柯葉撲進母親懷裡,抽噎著說:“母親,月翎她太欺負人了。我什麼都沒做,她就在那個私生子面前告我的狀,那個私生子就把我趕出來了。那麼多人都看到了……我的臉都丟盡了。”
諾頓家族雌主拍著她的背,聲音陰沉,“你放心,母親會給你討個公道。一個私生子,也敢踩到我諾頓家族頭上來了。”
柯葉的父親也走了過來,皺著眉道:“月翎……怎麼會和艾德家族的私生子扯上關係,這會影響到我們諾頓家族的名聲。”

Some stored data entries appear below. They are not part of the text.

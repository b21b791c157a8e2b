//! Playbook assembly.
//!
//! The task list is fixed per profile; descriptor values only ever appear as YAML scalars.
//! Values spliced into scripts and commands have already been restricted to inert characters
//! by validation.

use serde_yaml::{Mapping, Value};

use crate::{
	models::{Play, PlayVars, Playbook, PlaybookProfile, Task},
	services::playbook::validation::ValidatedChain,
	utils::constants::{
		AUTOSTAKE_SNAPSHOTS_URL, GVM_INSTALLER_URL, LIBWASMVM_URL, POLKACHU_ADDRBOOK_URL,
		POLKACHU_SNAPSHOTS_URL, POLKACHU_SNAPSHOT_API_URL,
	},
};

const STANDARD_PACKAGES: &[&str] = &[
	"build-essential",
	"git",
	"fail2ban",
	"ufw",
	"curl",
	"jq",
	"lz4",
	"bmon",
	"iotop",
	"htop",
	"direnv",
	"aria2",
	"sudo",
	"bison",
	"golang",
];

const MINIMAL_PACKAGES: &[&str] = &[
	"build-essential",
	"git",
	"golang",
	"fail2ban",
	"ufw",
	"curl",
	"jq",
	"lz4",
	"bmon",
	"iotop",
	"htop",
];

/// Directory the node source is checked out to on the target host
const SOURCE_DIR: &str = "~/node";

fn text(value: impl Into<String>) -> Value {
	Value::String(value.into())
}

fn mapping<'a>(entries: impl IntoIterator<Item = (&'a str, Value)>) -> Value {
	Value::Mapping(
		entries
			.into_iter()
			.map(|(key, value)| (text(key), value))
			.collect::<Mapping>(),
	)
}

fn list(items: impl IntoIterator<Item = Value>) -> Value {
	Value::Sequence(items.into_iter().collect())
}

fn yes() -> Value {
	Value::Bool(true)
}

/// A `lineinfile` pattern/replacement pair
fn line_patch(pattern: &str, line: String) -> Value {
	mapping([("pattern", text(pattern)), ("line", text(line))])
}

/// Assembles the playbook for a validated chain.
pub fn build_playbook(chain: &ValidatedChain, profile: PlaybookProfile) -> Playbook {
	let mut tasks = security_tasks();
	tasks.push(install_packages(profile));
	tasks.push(Task::new(
		"Clone node repository",
		"git",
		mapping([
			("repo", text(&chain.git_repo)),
			("dest", text(SOURCE_DIR)),
			("version", text(&chain.recommended_version)),
			("force", yes()),
		]),
	));
	match profile {
		PlaybookProfile::Standard => tasks.extend(build_from_source_tasks(chain)),
		PlaybookProfile::Minimal => tasks.extend(make_install_tasks()),
	}
	tasks.extend(initialization_tasks(chain, profile));
	if profile == PlaybookProfile::Standard {
		tasks.extend(address_book_tasks(chain));
	}
	tasks.extend(configuration_tasks(chain));
	tasks.extend(service_tasks(chain, profile));
	tasks.extend(cleanup_tasks());

	let vars = match profile {
		PlaybookProfile::Standard => PlayVars::new()
			.with("low_gas_price", chain.low_gas_price.clone().unwrap_or_default())
			.with("node_dir", chain.node_dir.clone().unwrap_or_default())
			.with("seeds", &chain.seeds)
			.with("peers", &chain.persistent_peers)
			.with("snapshot_url", POLKACHU_SNAPSHOT_API_URL),
		PlaybookProfile::Minimal => PlayVars::new()
			.with("node_moniker", &chain.pretty_name)
			.with("seeds", &chain.seeds)
			.with("peers", &chain.persistent_peers),
	}
	.with("rpc_port", chain.rpc_port.to_string())
	.with("p2p_port", chain.p2p_port.to_string());

	Playbook {
		plays: vec![Play {
			name: format!("Setup {} Node", chain.pretty_name),
			hosts: "all".to_string(),
			become_root: match profile {
				PlaybookProfile::Standard => None,
				PlaybookProfile::Minimal => Some(true),
			},
			vars,
			tasks,
		}],
	}
}

fn security_tasks() -> Vec<Task> {
	vec![
		Task::new(
			"Generate SSH keys",
			"command",
			mapping([
				("cmd", text(r#"ssh-keygen -t rsa -f ~/.ssh/id_rsa -N """#)),
				("creates", text("~/.ssh/id_rsa")),
			]),
		),
		Task::new("Display public SSH key", "command", text("cat ~/.ssh/id_rsa.pub"))
			.keyword("register", text("public_key"))
			.keyword("changed_when", Value::Bool(false)),
		Task::unnamed("debug", mapping([("var", text("public_key.stdout"))])),
		Task::new(
			"Upgrade system packages",
			"apt",
			mapping([("update_cache", yes()), ("upgrade", text("yes"))]),
		),
	]
}

fn install_packages(profile: PlaybookProfile) -> Task {
	let packages = match profile {
		PlaybookProfile::Standard => STANDARD_PACKAGES,
		PlaybookProfile::Minimal => MINIMAL_PACKAGES,
	};
	Task::new(
		"Install necessary packages",
		"apt",
		mapping([
			("name", list(packages.iter().map(|p| text(*p)))),
			("state", text("present")),
		]),
	)
}

/// Builds the daemon with the Go release pinned in the node's `go.mod`
fn build_from_source_tasks(chain: &ValidatedChain) -> Vec<Task> {
	let install_go = format!(
		"GOVERSION=$(egrep '^go [0-9]+\\.[0-9]+' ~/node/go.mod | egrep -o '[0-9]+\\.[0-9]+')\n\
		 echo $GOVERSION > ~/node/release.txt\n\
		 curl -s -S -L {} | bash -\n\
		 source ~/.gvm/scripts/gvm && gvm install \"go$GOVERSION\" && gvm use \"go$GOVERSION\"\n",
		GVM_INSTALLER_URL
	);
	let found_when = text("found_daemon.matched > 0");
	let found_loop = text("{{ found_daemon.files }}");

	vec![
		Task::new(
			"Download and install libwasmvm.x86_64.so",
			"block",
			list([
				mapping([
					("name", text("Download libwasmvm.x86_64.so from GitHub")),
					(
						"get_url",
						mapping([
							("url", text(LIBWASMVM_URL)),
							("dest", text("/usr/local/lib/libwasmvm.x86_64.so")),
							("mode", text("0755")),
						]),
					),
				]),
				mapping([
					(
						"name",
						text("Execute ldconfig to refresh shared library cache"),
					),
					("command", text("ldconfig")),
				]),
			]),
		)
		.keyword("become", yes()),
		Task::new(
			"Install the Go version required by the node",
			"shell",
			text(install_go),
		)
		.keyword("args", mapping([("executable", text("/bin/bash"))])),
		Task::new(
			"Compile the node with the required Go version",
			"shell",
			text(
				"source ~/.gvm/scripts/gvm && gvm use \"go$(cat release.txt)\" && export GOPATH=~/go && make build",
			),
		)
		.keyword(
			"args",
			mapping([
				("executable", text("/bin/bash")),
				("chdir", text(SOURCE_DIR)),
			]),
		)
		.keyword("environment", mapping([("GOPATH", text("~/go"))])),
		Task::new(
			"Locate the compiled daemon binary",
			"find",
			mapping([
				("paths", text("/root/node")),
				("patterns", text(&chain.daemon_name)),
				("recurse", yes()),
				("file_type", text("file")),
			]),
		)
		.keyword("register", text("found_daemon")),
		Task::new(
			"Debug the location of the compiled daemon binary",
			"debug",
			mapping([(
				"msg",
				text("The compiled daemon binary is located at: {{ item.path }}"),
			)]),
		)
		.keyword("loop", found_loop.clone())
		.keyword("when", found_when.clone()),
		Task::new(
			"Copy the compiled daemon binary to /usr/local/bin/",
			"copy",
			mapping([
				("src", text("{{ item.path }}")),
				("dest", text(format!("/usr/local/bin/{}", chain.daemon_name))),
				("mode", text("0755")),
				("remote_src", yes()),
			]),
		)
		.keyword("loop", found_loop)
		.keyword("when", found_when),
	]
}

fn make_install_tasks() -> Vec<Task> {
	vec![
		Task::new(
			"Install node",
			"command",
			mapping([("cmd", text("make install")), ("chdir", text(SOURCE_DIR))]),
		),
		Task::new(
			"Copy compiled binaries to /usr/local/bin/",
			"shell",
			text("cp /root/go/bin/* /usr/local/bin/"),
		),
	]
}

fn initialization_tasks(chain: &ValidatedChain, profile: PlaybookProfile) -> Vec<Task> {
	let genesis_path = format!("{}/config/genesis.json", chain.node_home);
	let moniker = match profile {
		PlaybookProfile::Standard => chain.chain_name.clone(),
		PlaybookProfile::Minimal => "{{ node_moniker | quote }}".to_string(),
	};

	vec![
		Task::new(
			"Check if genesis.json exists",
			"stat",
			mapping([("path", text(&genesis_path))]),
		)
		.keyword("register", text("genesis_stat")),
		Task::new(
			format!("Configure {}", chain.pretty_name),
			"command",
			text(format!(
				"{} config chain-id {}",
				chain.daemon_name, chain.chain_id
			)),
		)
		.keyword("ignore_errors", yes()),
		Task::new(
			format!("Initialize {}", chain.pretty_name),
			"command",
			mapping([(
				"cmd",
				text(format!(
					"{} init {} --chain-id {}",
					chain.daemon_name, moniker, chain.chain_id
				)),
			)]),
		)
		.keyword("when", text("not genesis_stat.stat.exists")),
		Task::new(
			"Download genesis.json",
			"get_url",
			mapping([
				("url", text(&chain.genesis_url)),
				("dest", text(genesis_path)),
				("force", yes()),
			]),
		),
	]
}

fn address_book_tasks(chain: &ValidatedChain) -> Vec<Task> {
	let dest = format!("{}/config/addrbook.json", chain.node_home);
	let sources = [
		(
			"Autostake",
			format!(
				"{}/{}/addrbook.json",
				AUTOSTAKE_SNAPSHOTS_URL, chain.chain_id
			),
		),
		(
			"Polkachu",
			format!("{}/{}/addrbook.json", POLKACHU_ADDRBOOK_URL, chain.chain_name),
		),
	];

	sources
		.into_iter()
		.map(|(provider, url)| {
			Task::new(
				format!("Try to download Address Book from {}", provider),
				"get_url",
				mapping([
					("url", text(url)),
					("dest", text(&dest)),
					("force", yes()),
				]),
			)
			.keyword("ignore_errors", yes())
		})
		.collect()
}

/// Patches `config.toml` and `app.toml` with peers, pruning and gas settings
fn configuration_tasks(chain: &ValidatedChain) -> Vec<Task> {
	let pruning = || {
		vec![
			line_patch("^pruning =.*", r#"pruning = "custom""#.to_string()),
			line_patch(
				"^pruning-keep-recent =.*",
				r#"pruning-keep-recent = "100""#.to_string(),
			),
			line_patch(
				"^pruning-interval =.*",
				r#"pruning-interval = "10""#.to_string(),
			),
		]
	};
	let gas_price = chain.minimum_gas_price.as_ref().map(|price| {
		line_patch(
			"^minimum-gas-prices =.*",
			format!(r#"minimum-gas-prices = "{}""#, price),
		)
	});

	let mut config_patches = vec![
		line_patch("^seeds =.*", format!(r#"seeds = "{}""#, chain.seeds)),
		line_patch(
			"^persistent_peers =.*",
			format!(r#"persistent_peers = "{}""#, chain.persistent_peers),
		),
	];
	config_patches.extend(pruning());
	config_patches.extend(gas_price.clone());
	config_patches.push(line_patch("^prometheus =.*", "prometheus = true".to_string()));

	let mut app_patches = pruning();
	app_patches.extend(gas_price);

	let patch_task = |name: String, file: &str, patches: Vec<Value>| {
		Task::new(
			name,
			"lineinfile",
			mapping([
				(
					"path",
					text(format!("{}/config/{}", chain.node_home, file)),
				),
				("regexp", text("{{ item.pattern }}")),
				("line", text("{{ item.line }}")),
			]),
		)
		.keyword("with_items", list(patches))
	};

	vec![
		patch_task(
			format!(
				"Update {} config with seeds, peers, and other configurations",
				chain.pretty_name
			),
			"config.toml",
			config_patches,
		),
		patch_task(
			format!(
				"Update {} app.toml with pruning and other configurations",
				chain.pretty_name
			),
			"app.toml",
			app_patches,
		),
	]
}

fn systemd_unit(chain: &ValidatedChain) -> String {
	format!(
		"[Unit]\n\
		 Description={} Node\n\
		 After=network-online.target\n\
		 [Service]\n\
		 User=root\n\
		 ExecStart=/usr/local/bin/{} start --x-crisis-skip-assert-invariants\n\
		 Restart=on-failure\n\
		 RestartSec=10\n\
		 [Install]\n\
		 WantedBy=multi-user.target\n",
		chain.pretty_name, chain.daemon_name
	)
}

/// Snapshot download scripts, each best effort
fn snapshot_tasks(chain: &ValidatedChain) -> Vec<Task> {
	let autostake = format!(
		"set -e\n\
		 SNAP_URL=\"{base}/{chain_id}/\"\n\
		 SNAP_NAME=$(curl -s \"${{SNAP_URL}}\" | egrep -o \">{chain_id}.*.tar.lz4\" | tr -d \">\" | tail -1)\n\
		 aria2c --out=snapshot.tar.lz4 --check-certificate=false --max-tries=99 --retry-wait=5 --always-resume=true --max-file-not-found=99 --conditional-get=true -s 16 -x 16 -k 1M -j 1 \"${{SNAP_URL}}${{SNAP_NAME}}\"\n\
		 lz4 -c -d snapshot.tar.lz4 | tar -x -C {home}\n\
		 rm -rf snapshot.tar.lz4\n",
		base = AUTOSTAKE_SNAPSHOTS_URL,
		chain_id = chain.chain_id,
		home = chain.node_home,
	);
	let polkachu = format!(
		"SNAPSHOTS_DIR_URL=\"{base}/snapshots/\"\n\
		 USER_AGENT=\"Mozilla/5.0 (Windows NT 10.0; Win64; x64) AppleWebKit/537.36 (KHTML, like Gecko) Chrome/91.0.4472.124 Safari/537.36\"\n\
		 LATEST=$(curl -s -A \"$USER_AGENT\" \"$SNAPSHOTS_DIR_URL\" | grep -oP '{chain_name}.*?\\.lz4' | cut -d'/' -f2)\n\
		 SNAPSHOT_URL=\"{base}/snapshots/{chain_name}/\"\n\
		 aria2c --out=snapshot.tar.lz4 --check-certificate=false --max-tries=99 --retry-wait=5 --always-resume=true --max-file-not-found=99 --conditional-get=true -s 16 -x 16 -k 1M -j 1 \"${{SNAPSHOT_URL}}${{LATEST}}\"\n\
		 lz4 -c -d snapshot.tar.lz4 | tar -x -C {home}\n\
		 rm -rf snapshot.tar.lz4\n",
		base = POLKACHU_SNAPSHOTS_URL,
		chain_name = chain.chain_name,
		home = chain.node_home,
	);

	vec![
		Task::new(
			"Download and extract the latest snapshot from Autostake",
			"shell",
			text(autostake),
		)
		.keyword("ignore_errors", yes()),
		Task::new(
			"Download and extract the latest snapshot from Polkachu",
			"shell",
			text(polkachu),
		)
		.keyword("ignore_errors", yes()),
	]
}

fn service_tasks(chain: &ValidatedChain, profile: PlaybookProfile) -> Vec<Task> {
	let unit_path = format!("/etc/systemd/system/{}.service", chain.chain_name);
	let create_name = format!("Create {} service", chain.pretty_name);
	let mut tasks = Vec::new();

	match profile {
		PlaybookProfile::Standard => {
			tasks.push(
				Task::new(
					format!("Stop systemd {}", chain.pretty_name),
					"systemd",
					mapping([
						("state", text("stopped")),
						("name", text(&chain.chain_name)),
					]),
				)
				.keyword("ignore_errors", yes()),
			);
			tasks.push(
				Task::new(
					"Cleanup systemd service",
					"file",
					mapping([("path", text(&unit_path)), ("state", text("absent"))]),
				)
				.keyword("ignore_errors", yes()),
			);
			tasks.push(Task::new(
				create_name,
				"blockinfile",
				mapping([
					("path", text(&unit_path)),
					("block", text(systemd_unit(chain))),
					("create", yes()),
				]),
			));
			tasks.extend(snapshot_tasks(chain));
		}
		PlaybookProfile::Minimal => {
			tasks.push(Task::new(
				create_name,
				"copy",
				mapping([
					("dest", text(&unit_path)),
					("content", text(systemd_unit(chain))),
					("mode", text("0644")),
				]),
			));
		}
	}

	tasks.push(Task::new(
		format!("Reload systemd and start {}", chain.pretty_name),
		"systemd",
		mapping([
			("daemon_reload", yes()),
			("enabled", yes()),
			("state", text("started")),
			("name", text(&chain.chain_name)),
		]),
	));
	tasks
}

fn cleanup_tasks() -> Vec<Task> {
	vec![
		Task::new(
			"Cleanup leftover go directory",
			"file",
			mapping([("path", text("/root/go")), ("state", text("absent"))]),
		),
		Task::new(
			"Cleanup leftover node directory",
			"file",
			mapping([("path", text(SOURCE_DIR)), ("state", text("absent"))]),
		),
	]
}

“看樣子,接她回來是個錯誤的決定。她竟然搭上那個私生子悄悄來到了這裡。”
“母親,我不要進去,有她在,誰還能看到我?”
諾頓家族的雌主輕輕拍打著自己心愛的孩子,“放心,母親不會讓她越過你。母親帶你進去,找到她,就立即讓她離開這裡。”
柯葉的臉色這才緩和。
只是剛走到門口,就被守衛的雄性再次攔住了去路。
“幹什麼?”諾頓家族雌主滿臉寒霜,冰冷的視線從兩個雄性臉上掃過。
“上面有吩咐,不讓柯葉小姐進去。”
“你們好大的膽子,她是我諾頓家族的小姐,你們竟然敢不讓她進去,你們是不是想讓我現在去找雌皇說理?”
兩個雄性互看一眼,殿下只是讓將柯葉趕出來,他們已經趕出來了。
可諾頓家族的雌主身份擺在那裡……
他們只好垂著頭讓到一旁。
諾頓家族雌主帶著柯葉重新踏入會場時,臉上的怒意已經收斂了大半。
能在帝都幾大家族之間周旋多年,她自然懂得什麼時候該發怒,什麼時候該收起爪子。
“母親,月翎在哪裡!”
諾頓家族雌主順著她的手指看過去時,連她的視線都不自覺地停駐。
月翎正站在宴會廳一側的落地窗前,紫色的裙襬在燈光下泛著柔和的光澤,美得像一幅絕美的畫。
而站在她對面、微微低著頭聽她說話的人,不是艾德家族的私生子,而是帝國最顯赫家族——布林家族的風奕。
帝都最年輕的SS級雄性,無數貴族雌性趨之若鶩卻連一句話都說不上的人物。
諾頓家族雌主皺起眉,側頭看向柯葉,壓低聲音:“你不是說她和艾德家族的私生子在一起嗎?怎麼是風奕?”
柯葉正捏著拳頭看向那邊,月翎微微仰著頭,唇角含笑,不知在說什麼;風奕垂眸看著她,雖然面上沒什麼表情,但那份耐心和專注,已經足以讓在場的所有雌性咬碎一口銀牙。
為什麼月翎和他站在一起會那麼般配,般配到無比刺眼!
柯葉的指甲掐進了掌心裡,“剛剛明明是艾德家族的私生子,怎麼會變成風奕閣下?”
她幾乎是咬著牙說出來的,聲音裡全是不可置信和妒意,“她憑什麼?”
一個流落在外的雌性,和那個私生子一樣低賤。她都沒機會和風奕閣下說上話,月翎憑什麼?
“母親,一定是她主動纏上風奕閣下的。”柯葉拽住母親的手腕,急不可耐地往前拉,“我們快過去。”